I am starting this because I wonder if I ask to much of my partner and our sex life.

When is it that you become satisfied? Obviously there is an individual preference here and people are different. But if you want more out of your sexual experiences and you want to discover new things and sex has always been a big part of your life and your partner does not necessarily feel the same do you 

1. slow your sexuality down to meet your partners

2. find a new partner?

thoughts?


----------



## CalBanker (Oct 8, 2013)

Cyclist said:


> I am starting this because I wonder if I ask to much of my partner and our sex life.
> 
> When is it that you become satisfied? Obviously there is an individual preference here and people are different. But if you want more out of your sexual experiences and you want to discover new things and sex has always been a big part of your life and your partner does not necessarily feel the same do you
> 
> ...


I've tried the slow my sexuality down. I don't think it can be slowed, but I don't try to initiate as often, don't get the letdown then. I think in this day and age, our society finds it too easy to just up and leave, now I'm talking in marriage.


----------



## ClimbingTheWalls (Feb 16, 2013)

Early in the relationship 2 is probably the more sensible option if sex is very important to you.

Later in the relationship it becomes more difficult; you can have a situation where the relationship is genuinely good in all other ways. Then you may feel it best to go for option 1. That is dependent on you being able to live with it, though.

I personally would like better sex and lots more of it. But I am not going to get it. Things have improved hugely since I threatened to leave over the issue - but then you can't get a lot worse than no action whatsoever in over 3 years! However I love my husband and we are compatible in many ways. It was a case of deciding whether I wanted to have a happy relationship or seek out something else which I a) may not find and b) may not like as much as I think.

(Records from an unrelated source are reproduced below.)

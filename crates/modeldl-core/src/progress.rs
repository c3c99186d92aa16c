//! Progress Aggregator: merges per-file byte counters into a single
//! throttled `DownloadProgress` stream (spec §4.6).

use crate::config::NetworkConfig;
use crate::models::DownloadProgress;
use std::collections::HashMap;
use std::time::{Duration, Instant};

/// Tracks per-file byte counters for one download and derives the merged
/// `DownloadProgress`, throttling emission to at most one update per
/// [`NetworkConfig::PROGRESS_EVENT_INTERVAL`].
pub struct ProgressAggregator {
    total_bytes: u64,
    total_files: usize,
    expected_sizes: HashMap<String, u64>,
    received: HashMap<String, u64>,
    /// Insertion order of files, used to break ties when picking
    /// `current_file_name` among files that advanced in the same tick.
    order: Vec<String>,
    completed: std::collections::HashSet<String>,
    last_emitted: Option<Instant>,
    last_advancing_file: Option<String>,
}

impl ProgressAggregator {
    pub fn new(expected_sizes: HashMap<String, u64>) -> Self {
        let total_bytes = expected_sizes.values().sum();
        let total_files = expected_sizes.len();
        Self {
            total_bytes,
            total_files,
            expected_sizes,
            received: HashMap::new(),
            order: Vec::new(),
            completed: std::collections::HashSet::new(),
            last_emitted: None,
            last_advancing_file: None,
        }
    }

    /// Record a progress tick for `relative_path`. `flushed` indicates the
    /// staging file has been durably written at `bytes_received`, required
    /// before the file counts toward `files_completed` (spec §4.6 invariant).
    ///
    /// Returns `Some(progress)` if this tick should be emitted under the
    /// throttle, `None` if it was absorbed.
    pub fn record(
        &mut self,
        relative_path: &str,
        bytes_received: u64,
        flushed: bool,
    ) -> Option<DownloadProgress> {
        if !self.order.iter().any(|p| p == relative_path) {
            self.order.push(relative_path.to_string());
        }
        self.received.insert(relative_path.to_string(), bytes_received);
        self.last_advancing_file = Some(relative_path.to_string());

        let expected = self.expected_sizes.get(relative_path).copied();
        if flushed && expected == Some(bytes_received) {
            self.completed.insert(relative_path.to_string());
        }

        self.maybe_emit(false)
    }

    /// Force emission regardless of throttle (e.g. on the final `1.0` tick).
    pub fn force_emit(&mut self) -> DownloadProgress {
        self.maybe_emit(true).unwrap_or_else(|| self.snapshot())
    }

    fn maybe_emit(&mut self, force: bool) -> Option<DownloadProgress> {
        let now_elapsed_enough = match self.last_emitted {
            None => true,
            Some(last) => Instant::now().duration_since(last) >= NetworkConfig::PROGRESS_EVENT_INTERVAL,
        };
        if !force && !now_elapsed_enough {
            return None;
        }
        self.last_emitted = Some(Instant::now());
        Some(self.snapshot())
    }

    fn snapshot(&self) -> DownloadProgress {
        DownloadProgress {
            bytes_downloaded: self.received.values().sum(),
            total_bytes: self.total_bytes,
            files_completed: self.completed.len(),
            total_files: self.total_files,
            current_file_name: self.current_file_name().map(str::to_string),
        }
    }

    /// The `relativePath` of the most recently advancing file, ties broken
    /// by insertion order (spec §4.6).
    pub fn current_file_name(&self) -> Option<&str> {
        self.last_advancing_file.as_deref().or_else(|| self.order.first().map(String::as_str))
    }

    pub fn is_complete(&self) -> bool {
        self.completed.len() == self.total_files && self.total_files > 0
    }
}

/// Minimum interval between throttled emissions, kept separate from the
/// config constant so tests can assert the wiring independent of the value.
pub const THROTTLE_INTERVAL: Duration = NetworkConfig::PROGRESS_EVENT_INTERVAL;

#[cfg(test)]
mod tests {
    use super::*;
    use std::thread::sleep;

    fn sizes() -> HashMap<String, u64> {
        HashMap::from([("a.bin".to_string(), 100), ("b.bin".to_string(), 50)])
    }

    #[test]
    fn throttles_rapid_updates() {
        let mut agg = ProgressAggregator::new(sizes());
        assert!(agg.record("a.bin", 10, false).is_some(), "first tick always emits");
        assert!(agg.record("a.bin", 20, false).is_none(), "immediate second tick is absorbed");
    }

    #[test]
    fn emits_after_throttle_interval_elapses() {
        let mut agg = ProgressAggregator::new(sizes());
        agg.record("a.bin", 10, false);
        sleep(THROTTLE_INTERVAL + Duration::from_millis(10));
        assert!(agg.record("a.bin", 20, false).is_some());
    }

    #[test]
    fn files_completed_requires_flush_and_full_size() {
        let mut agg = ProgressAggregator::new(sizes());
        agg.record("a.bin", 100, false);
        assert_eq!(agg.force_emit().files_completed, 0, "not flushed yet");

        agg.record("a.bin", 100, true);
        assert_eq!(agg.force_emit().files_completed, 1);
    }

    #[test]
    fn is_complete_requires_all_files() {
        let mut agg = ProgressAggregator::new(sizes());
        agg.record("a.bin", 100, true);
        assert!(!agg.is_complete());
        agg.record("b.bin", 50, true);
        assert!(agg.is_complete());
    }
}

I think that if you are not getting any, or not getting anything like enough, then sex becomes a massive issue. If you are sort of getting enough then sex (at least for me) has proved to be less of a massive issue. If other aspects of the relationship are bad then bad sex is the icing on a truly horrible cake.


----------



## tracyishere (Dec 2, 2012)

Everyone is so unique when it comes to feeling satisfied. In my case there is allot of sex and I still feel unsatisfied at times. However, my H is making an effort and does allow me to express my sexuality in other ways which eases my frustrations. This proves to me that he cares about my needs. That is more important to me than feeling satisfied but uncared for.


----------



## usmarriedguy (Dec 9, 2013)

I just substitute imagination for the real thing -not as good but I guess I decided to settle. 

I do not think you can ever ask too much but on the other hand you should understand that your partner has every right to be who they are. If that means they think oral sex is gross than they are not wrong just different. 

For my part I just can't imagine not wanting to full around as often as possible (even if it does not result in the O) but as I have gotten older I have found myself actually going for a few days without even thinking about sex. I guess LD people just do not think about sex. 

Truthfully though, if the right woman had come along I would have hit the road (no kids) I did not work hard to find a replacement (probably a lack of self confidence there)


----------